Мегрэ посмотрел на Жанвье, который понял все без слов. Ровно месяц назад Луиза Лабуан пришла на улицу Дуэ, чтобы взять вечернее платье у «Мадемуазель Ирэн». Конечно, она сделала это с целью попасть к «Максиму», чтобы встретиться с подругой.
— Вы не знаете, увиделись ли они?
— Из этого ничего не вышло. Потом приходила Жанна и, когда я ее об этом спросила, засмеялась: «Да, мы часто ходим к „Максиму“, но не каждый же день!

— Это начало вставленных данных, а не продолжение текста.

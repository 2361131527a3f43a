pub mod employee;
pub mod ffp;
pub mod salary;
pub mod vacation;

Кроме того, думаю, что туда бедную Луизу просто не пустят».
Мегрэ спросил:
— Это все вы также рассказали инспектору, который был тут вчера вечером?
— Может, не так подробно, так как о некоторых вещах я вспомнила позже.
— Не рассказывали ли вы ему что-нибудь еще?
Мегрэ думал, что из услышанного могло навести Лоньона на какой-то след. Вчера в десять вечера Лоньон был тут, в этой комнате. С тех пор о нем ничего не известно.
— Извините, пожалуйста, я уложу ребенка. Консьержка вытерла малышу ротик, переодела его и скрылась с ним в маленькой нише, откуда некоторое время доносился ласковый шепот. Когда она вернулась, лицо у нее почему-то было огорченное.
— Я подумала сейчас, не случилось ли все по моей вине? Если бы девчонки не напускали такой таинственности, насколько все было бы проще. То, что Жанна не оставила мне адрес, так как не хотела, чтобы подружка морочила ей голову, я могу понять. Но Луиза-то могла дать мне свой адрес!
Дней десять назад, а может, больше, не помню точно, пришел какой-то мужчина и спросил, не живет ли здесь некая Луиза Лабуан. Я ответила, что нет, что выехала, но она еще в Париже, что я не знаю ее адреса, но иногда она приходит.
— Что это был за человек?
— Какой-то иностранец. Судя по акценту, англичанин или американец. Но не из богатых, солидных людей. Маленький худой человечек вроде того инспектора, который был тут. Еще, не могу понять чем, но он походил на клоуна. Был очень огорчен, но с пристрастием выспрашивал, не знаю ли я, когда придет мадемуазель Луиза. «Может, завтра, а может, через месяц», — ответила я. «Оставлю ей записку».
Он сел за стол, попросил бумагу и конверт и начал что-то писать карандашом. Я положила конверт в пустую ячейку для писем и совсем забыла о нем.
Когда дня через три этот человек пришел опять, письмо еще лежало на своем месте. Вид у него был еще более огорченный. «Я не могу долго ждать, — сказал он. — Скоро должен, уехать». Я спросила, важное ли у него дело к Луизе, а он ответил: «Для нее — да. Даже очень».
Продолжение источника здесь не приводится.